**Exercise**. Give the number of lines in the records below that contain the word "filename". State only that number.

(Data provided Opens)

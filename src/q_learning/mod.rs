//! Tabular Q-learning primitives
//!
//! This module holds the data side of the learner: the dense Q-table and the
//! small vocabulary types that describe a training run. The control side
//! (episode loop, greedy walk) lives in [`crate::pipeline`].
//!
//! ## Update Rule
//!
//! Training applies the blended Q-learning update on every transition:
//!
//! ```text
//! Q[s][s'] ← (1 − α)·Q[s][s'] + α·(r[s'] + γ·max_n Q[s'][n])
//! ```
//!
//! where the max runs over the successors of `s'` and collapses to zero when
//! `s'` has none. The blend form is algebraically the classic TD update, kept
//! in this shape so results are reproducible bit for bit across runs with the
//! same seed.
//!
//! ## Usage Example
//!
//! ```
//! use qmaze::q_learning::QTable;
//!
//! let mut table = QTable::new(4);
//! table.set(0, 1, 0.5);
//! table.set(0, 2, 1.5);
//!
//! assert_eq!(table.greedy_successor(0), 2);
//! assert_eq!(table.max_over(0, &[1, 2]), 1.5);
//! ```

pub mod episode;
pub mod q_table;

// Public re-exports
pub use episode::{EpisodeOutcome, LearningPhase};
pub use q_table::QTable;
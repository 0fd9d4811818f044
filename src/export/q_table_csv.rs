//! CSV export for learned Q-tables
//!
//! This module provides functionality to dump a learned Q-table to CSV for
//! host-side analysis. Export is write-only; the crate never reads a table
//! back from CSV.

use std::{
    fs::File,
    io::{BufWriter, Write},
    path::Path,
};

use crate::{Result, maze::State, q_learning::QTable};

/// Exporter for Q-table CSV files
pub struct QTableCsvExporter;

impl QTableCsvExporter {
    /// Export a Q-table to CSV
    ///
    /// Writes a header row of successor indices, then one row per state with
    /// that state's full Q-value row.
    ///
    /// # Returns
    /// Number of state rows written
    pub fn export(table: &QTable, path: &Path) -> Result<usize> {
        let mut writer = BufWriter::new(File::create(path)?);

        Self::write_header(&mut writer, table.n_states())?;
        for from in 0..table.n_states() {
            Self::write_row(&mut writer, from, table.row(from))?;
        }

        writer.flush()?;
        Ok(table.n_states())
    }

    /// Write CSV header
    fn write_header<W: Write>(writer: &mut W, n_states: usize) -> Result<()> {
        write!(writer, "state")?;
        for to in 0..n_states {
            write!(writer, ",{to}")?;
        }
        writeln!(writer)?;
        Ok(())
    }

    /// Write a single state row to CSV
    fn write_row<W: Write>(writer: &mut W, from: State, row: &[f64]) -> Result<()> {
        write!(writer, "{from}")?;
        for &value in row {
            write!(writer, ",{}", Self::fmt_float(value))?;
        }
        writeln!(writer)?;
        Ok(())
    }

    /// Format float for CSV (handles NaN/Inf)
    fn fmt_float(value: f64) -> String {
        if value.is_nan() {
            "nan".to_string()
        } else if value.is_infinite() {
            if value.is_sign_positive() {
                "inf".to_string()
            } else {
                "-inf".to_string()
            }
        } else {
            format!("{value:.6}")
        }
    }
}
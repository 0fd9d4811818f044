//! Subcommands for the qmaze CLI

pub mod maze;
pub mod train;
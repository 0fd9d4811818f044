//! CLI infrastructure for the maze Q-learning toolkit
//!
//! This module provides the command-line interface for training greedy
//! policies over the reference maze and inspecting its topology.

pub mod commands;
pub mod output;
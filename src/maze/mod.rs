//! Maze environment: state graph and reward model
//!
//! A maze is a directed graph over states `0..n_states` with one designated
//! goal state. Movement is only allowed along edges; rewards are attached to
//! states, not edges, and are paid on *entering* a state.
//!
//! ## Components
//!
//! - [`MazeGraph`]: adjacency structure with a goal marker
//! - [`RewardModel`]: per-state rewards (step cost, goal bonus, trap penalties)
//! - [`reference`]: the built-in twelve-state maze used by the CLI and tests
//!
//! ## Usage Example
//!
//! ```
//! use qmaze::maze::{MazeGraph, RewardModel};
//!
//! // A three-state corridor: 2 -> 1 -> 0 (goal), with return edges.
//! let graph = MazeGraph::from_edges(3, &[(0, 1), (1, 0), (1, 2), (2, 1)], 0)?;
//! let rewards = RewardModel::new(3, -0.1, 0, 10.0, &[], -100.0)?;
//!
//! assert!(graph.has_edge(2, 1));
//! assert_eq!(rewards.reward_of(0), 10.0);
//! # Ok::<(), qmaze::Error>(())
//! ```

pub mod graph;
pub mod reference;
pub mod rewards;

// Public re-exports
pub use graph::{MazeGraph, State};
pub use rewards::RewardModel;
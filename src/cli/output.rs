//! Output formatting for CLI commands

/// Print a section header
pub fn print_section(title: &str) {
    println!("\n{}", "=".repeat(60));
    println!("{title}");
    println!("{}", "=".repeat(60));
}

/// Print a subsection header
pub fn print_subsection(title: &str) {
    println!("\n{title}");
    println!("{}", "-".repeat(40));
}

/// Format a number with thousands separators
pub fn format_number(n: usize) -> String {
    let s = n.to_string();
    let mut result = String::new();
    for (i, c) in s.chars().rev().enumerate() {
        if i > 0 && i.is_multiple_of(3) {
            result.insert(0, ',');
        }
        result.insert(0, c);
    }
    result
}

/// Print a key-value pair
pub fn print_kv(key: &str, value: &str) {
    println!("  {:20} {}", format!("{}:", key), value);
}

/// Print statistics table
pub fn print_stats_table(stats: &[(&str, &str)]) {
    for (key, value) in stats {
        print_kv(key, value);
    }
}
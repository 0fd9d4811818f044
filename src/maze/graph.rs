//! Directed maze graph over a small discrete state space

use serde::{Deserialize, Serialize};

use crate::{Error, Result};

/// A maze state. Plain index into `[0, n_states)`; identity only.
pub type State = usize;

/// Immutable directed adjacency structure over `n_states` discrete states.
///
/// Edges carry no payload; traversability is the only information. Neighbor
/// lists are kept in ascending order so that action enumeration (and thus
/// tie-breaking) is deterministic everywhere.
///
/// A terminal goal is expressed structurally: its only outgoing edge is its
/// own self-loop. A goal with real outgoing edges is equally valid; episodes
/// may then pass through it during exploration. A goal with no edges at all
/// is rejected as ambiguous.
#[derive(Debug, Clone, PartialEq, Eq, Serialize, Deserialize)]
pub struct MazeGraph {
    n_states: usize,
    goal: State,
    neighbors: Vec<Vec<State>>,
}

impl MazeGraph {
    /// Build a graph from an explicit edge list.
    ///
    /// Duplicate edges collapse to one. Non-goal states with zero outgoing
    /// edges are legal (dead ends terminate episodes early).
    ///
    /// # Errors
    ///
    /// Fails if `n_states` is zero, if the goal or any edge endpoint lies
    /// outside `[0, n_states)`, or if the goal has no outgoing edges.
    pub fn from_edges(n_states: usize, edges: &[(State, State)], goal: State) -> Result<Self> {
        if n_states == 0 {
            return Err(Error::EmptyStateSpace);
        }
        check_state(goal, n_states)?;

        let mut adjacency = vec![false; n_states * n_states];
        for &(from, to) in edges {
            check_state(from, n_states)?;
            check_state(to, n_states)?;
            adjacency[from * n_states + to] = true;
        }

        Self::from_flat_adjacency(n_states, &adjacency, goal)
    }

    /// Build a graph from an N×N adjacency table (`true` = edge).
    ///
    /// # Errors
    ///
    /// Fails on an empty table, a row whose length disagrees with the number
    /// of rows, an out-of-range goal, or a goal with no outgoing edges.
    pub fn from_adjacency(adjacency: &[Vec<bool>], goal: State) -> Result<Self> {
        let n_states = adjacency.len();
        if n_states == 0 {
            return Err(Error::EmptyStateSpace);
        }
        check_state(goal, n_states)?;

        let mut flat = vec![false; n_states * n_states];
        for (row, entries) in adjacency.iter().enumerate() {
            if entries.len() != n_states {
                return Err(Error::RaggedAdjacencyRow {
                    row,
                    expected: n_states,
                    actual: entries.len(),
                });
            }
            flat[row * n_states..(row + 1) * n_states].copy_from_slice(entries);
        }

        Self::from_flat_adjacency(n_states, &flat, goal)
    }

    fn from_flat_adjacency(n_states: usize, adjacency: &[bool], goal: State) -> Result<Self> {
        // Row scan in index order keeps every neighbor list ascending.
        let neighbors: Vec<Vec<State>> = (0..n_states)
            .map(|from| {
                (0..n_states)
                    .filter(|&to| adjacency[from * n_states + to])
                    .collect()
            })
            .collect();

        if neighbors[goal].is_empty() {
            return Err(Error::GoalWithoutEdges { goal });
        }

        Ok(Self {
            n_states,
            goal,
            neighbors,
        })
    }

    /// Number of states in the maze
    pub fn n_states(&self) -> usize {
        self.n_states
    }

    /// The goal state
    pub fn goal(&self) -> State {
        self.goal
    }

    /// Whether `state` is the goal
    pub fn is_goal(&self, state: State) -> bool {
        state == self.goal
    }

    /// States reachable from `state` by one directed edge, ascending.
    ///
    /// Out-of-range states have no neighbors.
    pub fn neighbors(&self, state: State) -> &[State] {
        self.neighbors.get(state).map_or(&[], Vec::as_slice)
    }

    /// Whether the directed edge `from -> to` exists
    pub fn has_edge(&self, from: State, to: State) -> bool {
        self.neighbors(from).binary_search(&to).is_ok()
    }

    /// Total number of directed edges
    pub fn edge_count(&self) -> usize {
        self.neighbors.iter().map(Vec::len).sum()
    }
}

fn check_state(state: State, n_states: usize) -> Result<()> {
    if state >= n_states {
        return Err(Error::StateOutOfBounds { state, n_states });
    }
    Ok(())
}

#[cfg(test)]
mod tests {
    use super::*;

    fn diamond() -> MazeGraph {
        // 0 -> {1, 2} -> 3, goal 3 with a self-loop
        MazeGraph::from_edges(4, &[(0, 2), (0, 1), (1, 3), (2, 3), (3, 3)], 3).unwrap()
    }

    #[test]
    fn neighbors_are_ascending_and_deduplicated() {
        let graph =
            MazeGraph::from_edges(4, &[(0, 2), (0, 1), (0, 2), (1, 3), (2, 3), (3, 3)], 3).unwrap();
        assert_eq!(graph.neighbors(0), &[1, 2]);
        assert_eq!(graph.neighbors(3), &[3]);
        assert_eq!(graph.edge_count(), 5);
    }

    #[test]
    fn has_edge_matches_edge_list() {
        let graph = diamond();
        assert!(graph.has_edge(0, 1));
        assert!(graph.has_edge(3, 3));
        assert!(!graph.has_edge(1, 0));
        assert!(!graph.has_edge(0, 3));
    }

    #[test]
    fn dead_end_states_are_allowed() {
        let graph = MazeGraph::from_edges(3, &[(0, 1), (0, 2), (2, 2)], 2).unwrap();
        assert!(graph.neighbors(1).is_empty());
    }

    #[test]
    fn empty_state_space_is_rejected() {
        assert!(matches!(
            MazeGraph::from_edges(0, &[], 0),
            Err(Error::EmptyStateSpace)
        ));
    }

    #[test]
    fn out_of_range_edge_is_rejected() {
        let err = MazeGraph::from_edges(3, &[(0, 3), (2, 2)], 2).unwrap_err();
        assert!(matches!(
            err,
            Error::StateOutOfBounds {
                state: 3,
                n_states: 3
            }
        ));
    }

    #[test]
    fn out_of_range_goal_is_rejected() {
        let err = MazeGraph::from_edges(3, &[(0, 1)], 7).unwrap_err();
        assert!(matches!(err, Error::StateOutOfBounds { state: 7, .. }));
    }

    #[test]
    fn goal_without_edges_is_rejected() {
        let err = MazeGraph::from_edges(3, &[(0, 1), (1, 0)], 2).unwrap_err();
        assert!(matches!(err, Error::GoalWithoutEdges { goal: 2 }));
    }

    #[test]
    fn self_loop_marks_a_terminal_goal() {
        let graph = MazeGraph::from_edges(3, &[(0, 1), (1, 2), (2, 2)], 2).unwrap();
        assert_eq!(graph.neighbors(2), &[2]);
    }

    #[test]
    fn adjacency_table_matches_edge_list() {
        let adjacency = vec![
            vec![false, true, true, false],
            vec![false, false, false, true],
            vec![false, false, false, true],
            vec![false, false, false, true],
        ];
        let from_table = MazeGraph::from_adjacency(&adjacency, 3).unwrap();
        assert_eq!(from_table, diamond());
    }

    #[test]
    fn ragged_adjacency_is_rejected() {
        let adjacency = vec![vec![false, true], vec![true]];
        let err = MazeGraph::from_adjacency(&adjacency, 0).unwrap_err();
        assert!(matches!(
            err,
            Error::RaggedAdjacencyRow {
                row: 1,
                expected: 2,
                actual: 1
            }
        ));
    }
}
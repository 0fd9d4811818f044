use clap::Parser;
use qmaze::cli::commands::train::{TrainArgs, execute};
use tempfile::tempdir;

fn parse_args<I, T>(args: I) -> TrainArgs
where
    I: IntoIterator<Item = T>,
    T: Into<std::ffi::OsString> + Clone,
{
    TrainArgs::parse_from(args)
}

#[test]
fn summary_without_extension_appends_json() {
    let tmp = tempdir().unwrap();
    let summary_stem = tmp.path().join("run_overview");

    let args = parse_args([
        "qmaze-train",
        "--epochs",
        "5",
        "--seed",
        "1",
        "--start",
        "9",
        "--summary",
        summary_stem.to_str().unwrap(),
    ]);

    execute(args).expect("training with summary should succeed");

    let expected_path = summary_stem.with_extension("json");
    assert!(
        expected_path.exists(),
        "expected summary at {}",
        expected_path.display()
    );

    let contents = std::fs::read_to_string(&expected_path).unwrap();
    let parsed: serde_json::Value = serde_json::from_str(&contents).unwrap();
    assert_eq!(parsed["training"]["total_episodes"], 5);
    assert_eq!(parsed["metadata"]["seed"], 1);
    assert_eq!(parsed["walk"]["start"], 9);
    assert_eq!(parsed["walk"]["steps"], 1);
}

#[test]
fn summary_directory_argument_creates_default_file() {
    let tmp = tempdir().unwrap();
    let summary_dir = tmp.path().join("summaries");
    let summary_arg = format!("{}/", summary_dir.display());

    let args = parse_args(["qmaze-train", "--epochs", "3", "--summary", &summary_arg]);

    execute(args).expect("training with directory summary should succeed");

    let expected_path = summary_dir.join("training_summary.json");
    assert!(
        expected_path.exists(),
        "expected summary at {}",
        expected_path.display()
    );

    let contents = std::fs::read_to_string(&expected_path).unwrap();
    let parsed: serde_json::Value = serde_json::from_str(&contents).unwrap();
    assert_eq!(parsed["training"]["total_episodes"], 3);
}

#[test]
fn train_writes_q_table_and_observations() {
    let tmp = tempdir().unwrap();
    let csv_path = tmp.path().join("table.csv");
    let obs_path = tmp.path().join("episodes.jsonl");

    let args = parse_args([
        "qmaze-train",
        "--epochs",
        "4",
        "--seed",
        "2",
        "--q-table-out",
        csv_path.to_str().unwrap(),
        "--observations",
        obs_path.to_str().unwrap(),
    ]);

    execute(args).expect("training with export paths should succeed");

    let csv = std::fs::read_to_string(&csv_path).unwrap();
    assert_eq!(csv.lines().count(), 13, "header plus one row per state");

    let observations = std::fs::read_to_string(&obs_path).unwrap();
    assert_eq!(observations.lines().count(), 4);
}

#[test]
fn negative_abort_threshold_parses() {
    let args = parse_args(["qmaze-train", "--abort-threshold", "-25.5"]);
    assert_eq!(args.abort_threshold, -25.5);
}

(Data provided Closes)

**Output for this task**. 5